*Task input:*
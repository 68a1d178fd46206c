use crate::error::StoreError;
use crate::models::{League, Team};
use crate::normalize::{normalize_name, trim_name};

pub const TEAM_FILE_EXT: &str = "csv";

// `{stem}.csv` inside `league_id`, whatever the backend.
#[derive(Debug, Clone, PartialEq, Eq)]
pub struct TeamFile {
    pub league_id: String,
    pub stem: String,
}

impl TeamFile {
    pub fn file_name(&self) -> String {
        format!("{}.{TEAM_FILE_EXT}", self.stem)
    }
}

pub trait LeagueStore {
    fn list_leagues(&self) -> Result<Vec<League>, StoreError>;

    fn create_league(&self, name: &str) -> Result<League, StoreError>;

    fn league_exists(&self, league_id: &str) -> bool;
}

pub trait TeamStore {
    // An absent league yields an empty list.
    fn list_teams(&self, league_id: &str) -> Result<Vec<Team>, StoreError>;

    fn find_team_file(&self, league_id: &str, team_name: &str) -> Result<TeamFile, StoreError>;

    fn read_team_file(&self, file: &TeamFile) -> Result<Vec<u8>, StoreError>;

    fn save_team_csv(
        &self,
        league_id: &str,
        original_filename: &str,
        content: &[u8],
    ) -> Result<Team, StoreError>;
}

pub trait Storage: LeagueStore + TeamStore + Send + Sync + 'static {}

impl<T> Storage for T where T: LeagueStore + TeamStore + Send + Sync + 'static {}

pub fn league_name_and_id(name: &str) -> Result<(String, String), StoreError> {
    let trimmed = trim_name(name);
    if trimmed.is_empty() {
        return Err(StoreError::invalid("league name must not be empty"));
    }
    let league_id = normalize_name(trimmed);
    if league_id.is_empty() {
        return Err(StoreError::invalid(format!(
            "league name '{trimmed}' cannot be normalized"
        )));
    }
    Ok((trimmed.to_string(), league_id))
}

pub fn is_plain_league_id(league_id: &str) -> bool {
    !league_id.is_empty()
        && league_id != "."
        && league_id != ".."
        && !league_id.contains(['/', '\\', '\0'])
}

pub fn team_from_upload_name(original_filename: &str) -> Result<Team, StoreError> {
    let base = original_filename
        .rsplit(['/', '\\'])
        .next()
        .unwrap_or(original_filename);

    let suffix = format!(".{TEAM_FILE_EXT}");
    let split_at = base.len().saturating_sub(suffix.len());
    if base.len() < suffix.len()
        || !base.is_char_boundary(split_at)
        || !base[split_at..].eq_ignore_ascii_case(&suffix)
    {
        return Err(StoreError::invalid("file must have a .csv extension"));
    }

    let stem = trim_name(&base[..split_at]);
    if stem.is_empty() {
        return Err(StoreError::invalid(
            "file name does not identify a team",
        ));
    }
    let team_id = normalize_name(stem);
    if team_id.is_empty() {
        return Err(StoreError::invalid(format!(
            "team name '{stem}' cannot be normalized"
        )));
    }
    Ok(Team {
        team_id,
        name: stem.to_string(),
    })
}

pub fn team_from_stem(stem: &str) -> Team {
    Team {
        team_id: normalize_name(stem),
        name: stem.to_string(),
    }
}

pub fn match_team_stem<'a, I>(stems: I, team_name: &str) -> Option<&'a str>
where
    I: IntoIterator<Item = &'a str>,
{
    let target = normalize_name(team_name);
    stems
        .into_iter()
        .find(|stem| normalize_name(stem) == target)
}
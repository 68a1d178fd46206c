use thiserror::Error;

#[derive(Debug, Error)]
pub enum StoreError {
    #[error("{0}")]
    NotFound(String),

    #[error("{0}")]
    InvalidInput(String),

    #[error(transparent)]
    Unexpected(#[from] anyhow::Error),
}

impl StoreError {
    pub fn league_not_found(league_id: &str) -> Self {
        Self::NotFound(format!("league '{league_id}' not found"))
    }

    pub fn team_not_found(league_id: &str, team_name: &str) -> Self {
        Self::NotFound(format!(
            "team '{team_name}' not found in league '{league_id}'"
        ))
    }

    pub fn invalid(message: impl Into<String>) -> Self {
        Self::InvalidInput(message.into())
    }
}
--
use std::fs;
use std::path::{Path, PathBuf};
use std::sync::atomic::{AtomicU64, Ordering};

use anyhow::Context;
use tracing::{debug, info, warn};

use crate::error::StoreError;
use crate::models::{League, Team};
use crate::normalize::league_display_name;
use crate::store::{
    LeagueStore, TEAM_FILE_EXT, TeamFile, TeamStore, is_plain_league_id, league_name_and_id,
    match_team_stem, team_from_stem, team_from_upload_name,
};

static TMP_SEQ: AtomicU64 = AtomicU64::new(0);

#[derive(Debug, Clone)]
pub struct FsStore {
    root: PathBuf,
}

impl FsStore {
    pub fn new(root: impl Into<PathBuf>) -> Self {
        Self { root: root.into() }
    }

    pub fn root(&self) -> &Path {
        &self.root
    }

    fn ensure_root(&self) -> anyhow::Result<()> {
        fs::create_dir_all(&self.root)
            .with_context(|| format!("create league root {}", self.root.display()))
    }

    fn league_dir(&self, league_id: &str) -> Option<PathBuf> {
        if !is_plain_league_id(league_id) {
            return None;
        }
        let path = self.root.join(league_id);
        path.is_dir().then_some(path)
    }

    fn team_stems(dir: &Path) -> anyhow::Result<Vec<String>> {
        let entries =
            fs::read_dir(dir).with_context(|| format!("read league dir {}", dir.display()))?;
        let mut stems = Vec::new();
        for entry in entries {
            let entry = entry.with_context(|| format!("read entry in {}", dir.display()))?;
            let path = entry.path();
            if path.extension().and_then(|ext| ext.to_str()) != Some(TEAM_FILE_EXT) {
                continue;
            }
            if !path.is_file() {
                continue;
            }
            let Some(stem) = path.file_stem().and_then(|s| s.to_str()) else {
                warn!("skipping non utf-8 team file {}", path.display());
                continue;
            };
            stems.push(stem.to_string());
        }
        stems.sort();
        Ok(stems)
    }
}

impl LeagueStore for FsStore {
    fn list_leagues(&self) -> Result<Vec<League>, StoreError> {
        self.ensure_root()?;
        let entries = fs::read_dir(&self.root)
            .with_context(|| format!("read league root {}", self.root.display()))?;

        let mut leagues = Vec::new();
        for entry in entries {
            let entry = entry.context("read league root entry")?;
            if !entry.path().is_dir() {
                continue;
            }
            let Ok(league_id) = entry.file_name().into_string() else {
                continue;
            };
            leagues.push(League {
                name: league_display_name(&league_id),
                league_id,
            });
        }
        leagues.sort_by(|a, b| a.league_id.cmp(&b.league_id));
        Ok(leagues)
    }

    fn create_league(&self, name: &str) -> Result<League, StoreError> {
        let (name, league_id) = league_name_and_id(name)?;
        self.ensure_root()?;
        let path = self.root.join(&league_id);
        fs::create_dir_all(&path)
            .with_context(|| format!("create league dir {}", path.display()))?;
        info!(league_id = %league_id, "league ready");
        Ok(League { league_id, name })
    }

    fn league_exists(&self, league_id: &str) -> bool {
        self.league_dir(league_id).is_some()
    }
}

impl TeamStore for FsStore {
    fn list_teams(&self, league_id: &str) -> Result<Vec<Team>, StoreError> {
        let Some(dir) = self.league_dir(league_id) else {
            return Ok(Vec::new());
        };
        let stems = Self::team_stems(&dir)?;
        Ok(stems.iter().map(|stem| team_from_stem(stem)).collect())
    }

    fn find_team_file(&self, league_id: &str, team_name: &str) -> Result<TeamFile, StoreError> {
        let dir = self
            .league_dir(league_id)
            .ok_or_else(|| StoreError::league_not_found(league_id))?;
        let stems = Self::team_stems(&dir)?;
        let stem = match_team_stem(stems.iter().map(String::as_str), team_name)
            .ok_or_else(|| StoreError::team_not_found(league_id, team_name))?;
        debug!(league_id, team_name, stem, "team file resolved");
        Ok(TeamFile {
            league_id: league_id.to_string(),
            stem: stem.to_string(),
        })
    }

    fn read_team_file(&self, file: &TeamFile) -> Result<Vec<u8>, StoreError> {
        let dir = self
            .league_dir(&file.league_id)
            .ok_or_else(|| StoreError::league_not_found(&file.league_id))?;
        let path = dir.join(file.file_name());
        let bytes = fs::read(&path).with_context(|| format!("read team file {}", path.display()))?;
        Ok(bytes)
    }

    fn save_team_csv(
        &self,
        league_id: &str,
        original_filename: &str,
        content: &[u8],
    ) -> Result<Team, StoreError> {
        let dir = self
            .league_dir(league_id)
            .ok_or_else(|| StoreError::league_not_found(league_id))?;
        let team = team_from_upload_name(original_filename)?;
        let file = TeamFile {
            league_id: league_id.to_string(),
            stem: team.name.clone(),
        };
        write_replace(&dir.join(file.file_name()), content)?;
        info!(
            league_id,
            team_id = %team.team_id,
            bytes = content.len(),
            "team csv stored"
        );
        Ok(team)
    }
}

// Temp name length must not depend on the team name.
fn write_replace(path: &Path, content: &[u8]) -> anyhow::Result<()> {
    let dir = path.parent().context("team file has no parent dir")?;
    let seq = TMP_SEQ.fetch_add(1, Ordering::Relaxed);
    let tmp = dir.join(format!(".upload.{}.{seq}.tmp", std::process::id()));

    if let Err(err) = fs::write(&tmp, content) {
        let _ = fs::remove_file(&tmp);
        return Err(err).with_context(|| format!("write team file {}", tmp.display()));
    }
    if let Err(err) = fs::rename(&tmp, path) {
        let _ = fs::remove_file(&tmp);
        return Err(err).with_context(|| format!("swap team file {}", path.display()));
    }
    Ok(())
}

*Task:* All lines with the word "bool" are needed; pull them from the entries and copy each.

*Solution for this exercise:*
    fn league_exists(&self, league_id: &str) -> bool;
pub fn is_plain_league_id(league_id: &str) -> bool {
    fn league_exists(&self, league_id: &str) -> bool {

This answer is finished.